## Dataset items
--------------------------------

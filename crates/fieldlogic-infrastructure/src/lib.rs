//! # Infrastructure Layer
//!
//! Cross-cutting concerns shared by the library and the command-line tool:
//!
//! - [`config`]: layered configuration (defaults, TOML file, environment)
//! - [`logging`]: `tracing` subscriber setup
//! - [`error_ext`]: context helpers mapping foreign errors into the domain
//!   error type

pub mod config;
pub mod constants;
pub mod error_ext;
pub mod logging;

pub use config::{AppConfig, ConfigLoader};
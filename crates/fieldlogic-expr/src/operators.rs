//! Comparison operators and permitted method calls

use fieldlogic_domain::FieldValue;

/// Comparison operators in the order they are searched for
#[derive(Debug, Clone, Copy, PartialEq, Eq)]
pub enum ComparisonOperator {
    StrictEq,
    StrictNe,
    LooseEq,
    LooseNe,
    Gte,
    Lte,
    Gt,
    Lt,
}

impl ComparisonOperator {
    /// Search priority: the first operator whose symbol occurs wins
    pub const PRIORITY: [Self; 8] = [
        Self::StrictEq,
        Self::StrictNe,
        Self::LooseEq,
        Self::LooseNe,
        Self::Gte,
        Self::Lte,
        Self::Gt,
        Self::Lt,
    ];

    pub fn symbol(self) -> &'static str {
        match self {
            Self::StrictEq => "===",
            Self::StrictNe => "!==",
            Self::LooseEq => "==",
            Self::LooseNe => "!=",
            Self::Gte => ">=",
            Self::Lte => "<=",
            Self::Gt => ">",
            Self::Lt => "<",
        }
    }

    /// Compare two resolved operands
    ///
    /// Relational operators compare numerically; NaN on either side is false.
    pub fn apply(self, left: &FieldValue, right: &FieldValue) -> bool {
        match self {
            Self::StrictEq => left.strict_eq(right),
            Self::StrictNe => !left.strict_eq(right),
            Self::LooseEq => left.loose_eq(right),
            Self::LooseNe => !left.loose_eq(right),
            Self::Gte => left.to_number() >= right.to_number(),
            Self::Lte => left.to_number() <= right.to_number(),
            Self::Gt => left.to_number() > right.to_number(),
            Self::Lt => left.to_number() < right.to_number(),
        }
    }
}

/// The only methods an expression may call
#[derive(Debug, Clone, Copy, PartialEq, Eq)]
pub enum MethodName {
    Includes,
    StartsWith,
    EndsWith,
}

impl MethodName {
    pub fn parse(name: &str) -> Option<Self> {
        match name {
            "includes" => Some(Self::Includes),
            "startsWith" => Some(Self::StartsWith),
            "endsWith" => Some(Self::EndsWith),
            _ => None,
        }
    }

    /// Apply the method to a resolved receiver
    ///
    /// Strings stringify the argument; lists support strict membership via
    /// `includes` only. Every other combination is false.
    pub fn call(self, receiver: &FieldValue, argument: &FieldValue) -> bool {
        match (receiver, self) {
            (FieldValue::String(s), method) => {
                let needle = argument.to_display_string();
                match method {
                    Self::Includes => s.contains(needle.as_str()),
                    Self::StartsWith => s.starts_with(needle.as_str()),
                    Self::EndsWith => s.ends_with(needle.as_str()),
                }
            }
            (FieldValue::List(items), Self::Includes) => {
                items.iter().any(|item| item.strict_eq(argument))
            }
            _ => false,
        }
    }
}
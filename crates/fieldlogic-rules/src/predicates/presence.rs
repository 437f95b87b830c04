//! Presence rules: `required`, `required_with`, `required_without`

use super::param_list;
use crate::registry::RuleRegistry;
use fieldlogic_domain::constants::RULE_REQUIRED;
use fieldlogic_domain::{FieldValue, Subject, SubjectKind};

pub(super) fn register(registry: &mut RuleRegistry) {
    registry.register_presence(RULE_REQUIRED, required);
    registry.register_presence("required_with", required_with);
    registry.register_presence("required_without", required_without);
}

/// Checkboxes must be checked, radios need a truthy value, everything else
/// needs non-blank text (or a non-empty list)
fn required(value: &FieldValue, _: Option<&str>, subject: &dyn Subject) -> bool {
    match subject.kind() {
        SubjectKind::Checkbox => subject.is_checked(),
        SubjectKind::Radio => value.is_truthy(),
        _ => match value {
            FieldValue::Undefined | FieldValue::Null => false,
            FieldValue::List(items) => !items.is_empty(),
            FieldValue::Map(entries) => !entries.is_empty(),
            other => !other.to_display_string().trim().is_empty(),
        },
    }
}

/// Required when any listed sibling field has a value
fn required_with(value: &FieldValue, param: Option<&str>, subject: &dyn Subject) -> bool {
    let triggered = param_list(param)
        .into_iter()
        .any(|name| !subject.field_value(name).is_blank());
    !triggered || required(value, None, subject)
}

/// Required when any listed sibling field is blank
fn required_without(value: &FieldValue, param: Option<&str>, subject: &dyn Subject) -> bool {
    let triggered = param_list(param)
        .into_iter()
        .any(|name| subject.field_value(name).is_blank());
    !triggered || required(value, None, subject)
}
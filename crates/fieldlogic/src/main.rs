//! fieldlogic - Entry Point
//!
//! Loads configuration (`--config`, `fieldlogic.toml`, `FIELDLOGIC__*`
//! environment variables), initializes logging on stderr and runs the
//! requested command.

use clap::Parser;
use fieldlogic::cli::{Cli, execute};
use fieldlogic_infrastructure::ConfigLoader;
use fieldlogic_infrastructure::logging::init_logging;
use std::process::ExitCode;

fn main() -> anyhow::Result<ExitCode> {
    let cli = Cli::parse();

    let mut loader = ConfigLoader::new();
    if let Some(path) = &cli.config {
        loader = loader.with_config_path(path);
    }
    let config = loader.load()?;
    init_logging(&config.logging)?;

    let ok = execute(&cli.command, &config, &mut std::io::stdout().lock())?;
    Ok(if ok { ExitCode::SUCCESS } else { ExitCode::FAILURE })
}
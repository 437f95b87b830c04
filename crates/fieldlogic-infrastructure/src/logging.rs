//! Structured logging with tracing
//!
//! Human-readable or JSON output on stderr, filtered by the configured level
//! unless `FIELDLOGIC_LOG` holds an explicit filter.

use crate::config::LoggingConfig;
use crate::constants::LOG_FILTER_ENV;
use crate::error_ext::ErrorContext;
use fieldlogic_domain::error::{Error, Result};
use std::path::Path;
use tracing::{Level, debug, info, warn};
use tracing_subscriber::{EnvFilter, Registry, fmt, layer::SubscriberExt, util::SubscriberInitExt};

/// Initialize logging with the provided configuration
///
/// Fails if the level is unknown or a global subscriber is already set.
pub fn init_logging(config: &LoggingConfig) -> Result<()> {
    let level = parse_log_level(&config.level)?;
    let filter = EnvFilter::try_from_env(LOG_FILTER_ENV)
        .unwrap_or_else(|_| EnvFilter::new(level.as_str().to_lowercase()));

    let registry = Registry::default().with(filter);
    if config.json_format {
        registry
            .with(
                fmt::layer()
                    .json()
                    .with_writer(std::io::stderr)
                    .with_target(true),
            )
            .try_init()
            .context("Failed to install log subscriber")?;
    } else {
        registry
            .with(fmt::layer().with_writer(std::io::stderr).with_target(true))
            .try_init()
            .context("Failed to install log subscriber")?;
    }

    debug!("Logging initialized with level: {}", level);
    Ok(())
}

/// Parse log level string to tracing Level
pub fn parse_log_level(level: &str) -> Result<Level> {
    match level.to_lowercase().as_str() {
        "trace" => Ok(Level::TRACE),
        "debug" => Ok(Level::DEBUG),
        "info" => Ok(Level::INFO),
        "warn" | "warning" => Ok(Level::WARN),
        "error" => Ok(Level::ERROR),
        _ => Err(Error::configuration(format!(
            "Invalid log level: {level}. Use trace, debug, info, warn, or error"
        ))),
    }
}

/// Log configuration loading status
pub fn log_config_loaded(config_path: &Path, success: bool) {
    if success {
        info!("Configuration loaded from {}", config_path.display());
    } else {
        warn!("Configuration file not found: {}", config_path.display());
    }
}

--------------------------------

Find the word "FieldValue" in the data and show each line that holds it.

use fieldlogic_domain::FieldValue;
    pub fn apply(self, left: &FieldValue, right: &FieldValue) -> bool {
    pub fn call(self, receiver: &FieldValue, argument: &FieldValue) -> bool {
            (FieldValue::String(s), method) => {
            (FieldValue::List(items), Self::Includes) => {
use fieldlogic_domain::{FieldValue, Subject, SubjectKind};
fn required(value: &FieldValue, _: Option<&str>, subject: &dyn Subject) -> bool {
            FieldValue::Undefined | FieldValue::Null => false,
            FieldValue::List(items) => !items.is_empty(),
            FieldValue::Map(entries) => !entries.is_empty(),
fn required_with(value: &FieldValue, param: Option<&str>, subject: &dyn Subject) -> bool {
fn required_without(value: &FieldValue, param: Option<&str>, subject: &dyn Subject) -> bool {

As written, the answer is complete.